§ Recorded information
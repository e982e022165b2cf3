//! Rep count validation

use serde_json::Value;

use crate::error::{TrackerError, TrackerResult};
use crate::types::Reps;

/// Largest rep count a single entry can hold
pub const MAX_REPS: u64 = u32::MAX as u64;

/// Validate the raw `reps` field of a log request
///
/// Accepts JSON integers (and floats with no fractional part, e.g. `5.0`).
/// Missing, null, strings, fractions, zero and negatives are rejected.
pub fn parse_reps(raw: Option<&Value>) -> TrackerResult<Reps> {
    let value = match raw {
        None | Some(Value::Null) => return Err(TrackerError::validation("reps is required")),
        Some(value) => value,
    };

    let Value::Number(number) = value else {
        return Err(TrackerError::validation(format!(
            "reps must be an integer, got {}",
            value
        )));
    };

    let reps = if let Some(n) = number.as_u64() {
        n
    } else if let Some(n) = number.as_i64() {
        return Err(TrackerError::validation(format!(
            "reps must be positive, got {}",
            n
        )));
    } else {
        match number.as_f64() {
            Some(f) if f.is_finite() && f.fract() == 0.0 && f >= 0.0 && f <= MAX_REPS as f64 => {
                f as u64
            }
            Some(f) if f.is_finite() && f.fract() == 0.0 && f < 0.0 => {
                return Err(TrackerError::validation(format!(
                    "reps must be positive, got {}",
                    f
                )));
            }
            _ => {
                return Err(TrackerError::validation(format!(
                    "reps must be an integer, got {}",
                    number
                )));
            }
        }
    };

    if reps > MAX_REPS {
        return Err(TrackerError::validation(format!(
            "reps must be at most {}",
            MAX_REPS
        )));
    }

    Reps::new(reps as u32)
}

§ Exercise
Lines to set down from above: the line with "pub fn parse_reps(raw: Option<&Value>)", the line with "let Value::Number(number) = value", and every line between, each exactly as written.

§ Output of the task
pub fn parse_reps(raw: Option<&Value>) -> TrackerResult<Reps> {
    let value = match raw {
        None | Some(Value::Null) => return Err(TrackerError::validation("reps is required")),
        Some(value) => value,
    };

    let Value::Number(number) = value else {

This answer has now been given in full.